| Exercise |
Please output each line of the data exactly as it appears.

| Extracted information |
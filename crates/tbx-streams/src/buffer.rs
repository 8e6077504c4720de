//! Growable byte buffer with random-access and streaming views.
//!
//! A [`Buffer`] plays two roles at once:
//!
//! - a seekable store: `seek`/`tell` move a cursor and `write_bytes`/
//!   `read_bytes`/typed values operate at it, growing capacity as needed;
//! - a producer/consumer window: `head()` is the first unconsumed byte,
//!   `tail_mut()` the free space after the last valid byte. Producers fill the
//!   tail and call [`Buffer::advance`]; consumers read the head and call
//!   [`Buffer::consume`], which compacts the remainder to the front.
//!
//! Storage is either owned (`Vec<u8>`) or a read-only wrap of external memory
//! (`bytes::Bytes`). Writes to a wrapped buffer fail with
//! [`StreamError::ReadOnlyBuffer`].

use std::fmt;
use std::io::SeekFrom;
use std::sync::atomic::{AtomicU64, Ordering};

use bytes::{Buf, Bytes};
use tracing::trace;

use crate::error::{StreamError, StreamResult};
use crate::file::FileHandle;
use crate::patch::{ArrayRef, RegionRef, ValueRef};
use crate::stream::{RandomAccess, Seekable, Sink, Source, Transfer};

static NEXT_BUFFER_ID: AtomicU64 = AtomicU64::new(1);

/// Identity of a buffer, used to bind patch references to their owner.
#[derive(Debug, Clone, Copy, PartialEq, Eq, Hash)]
pub struct BufferId(u64);

impl BufferId {
    fn next() -> Self {
        BufferId(NEXT_BUFFER_ID.fetch_add(1, Ordering::Relaxed))
    }
}

/// Fixed-width value that can be written to and read from a buffer.
///
/// Encoding is little-endian.
pub trait Scalar: Copy {
    /// Encoded width in bytes.
    const WIDTH: usize;
    /// Encodes into exactly `WIDTH` bytes.
    fn encode(self, out: &mut [u8]);
    /// Decodes from exactly `WIDTH` bytes.
    fn decode(src: &[u8]) -> Self;
}
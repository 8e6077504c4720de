//! tbx Test & Validation Infrastructure
//!
//! Integration suites and property-based tests for the tbx streaming layer,
//! plus the stream test doubles they share: chunked and stuttering sources,
//! throttled sinks with delayed close acknowledgement, and a block filter.

pub mod compose_tests;
pub mod harness;
pub mod pipeline_integration;
pub mod proptest_streams;

pub use harness::{
    init_tracing, pattern, BlockReverseFilter, ChunkedSource, TestEnv, ThrottledSink,
};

| Solution below |
filename crates/tbx-streams/src/buffer.rs
repository 8e6077504c4720de
//! Growable byte buffer with random-access and streaming views.
//!
//! A [`Buffer`] plays two roles at once:
//!
//! - a seekable store: `seek`/`tell` move a cursor and `write_bytes`/
//!   `read_bytes`/typed values operate at it, growing capacity as needed;
//! - a producer/consumer window: `head()` is the first unconsumed byte,
//!   `tail_mut()` the free space after the last valid byte. Producers fill the
//!   tail and call [`Buffer::advance`]; consumers read the head and call
//!   [`Buffer::consume`], which compacts the remainder to the front.
//!
//! Storage is either owned (`Vec<u8>`) or a read-only wrap of external memory
//! (`bytes::Bytes`). Writes to a wrapped buffer fail with
//! [`StreamError::ReadOnlyBuffer`].

use std::fmt;
use std::io::SeekFrom;
use std::sync::atomic::{AtomicU64, Ordering};

use bytes::{Buf, Bytes};
use tracing::trace;

use crate::error::{StreamError, StreamResult};
use crate::file::FileHandle;
use crate::patch::{ArrayRef, RegionRef, ValueRef};
use crate::stream::{RandomAccess, Seekable, Sink, Source, Transfer};

static NEXT_BUFFER_ID: AtomicU64 = AtomicU64::new(1);

/// Identity of a buffer, used to bind patch references to their owner.
#[derive(Debug, Clone, Copy, PartialEq, Eq, Hash)]
pub struct BufferId(u64);

impl BufferId {
    fn next() -> Self {
        BufferId(NEXT_BUFFER_ID.fetch_add(1, Ordering::Relaxed))
    }
}

/// Fixed-width value that can be written to and read from a buffer.
///
/// Encoding is little-endian.
pub trait Scalar: Copy {
    /// Encoded width in bytes.
    const WIDTH: usize;
    /// Encodes into exactly `WIDTH` bytes.
    fn encode(self, out: &mut [u8]);
    /// Decodes from exactly `WIDTH` bytes.
    fn decode(src: &[u8]) -> Self;
}
repository 8e6077504c4720de
//! tbx Test & Validation Infrastructure
//!
//! Integration suites and property-based tests for the tbx streaming layer,
//! plus the stream test doubles they share: chunked and stuttering sources,
//! throttled sinks with delayed close acknowledgement, and a block filter.

pub mod compose_tests;
pub mod harness;
pub mod pipeline_integration;
pub mod proptest_streams;

pub use harness::{
    init_tracing, pattern, BlockReverseFilter, ChunkedSource, TestEnv, ThrottledSink,
};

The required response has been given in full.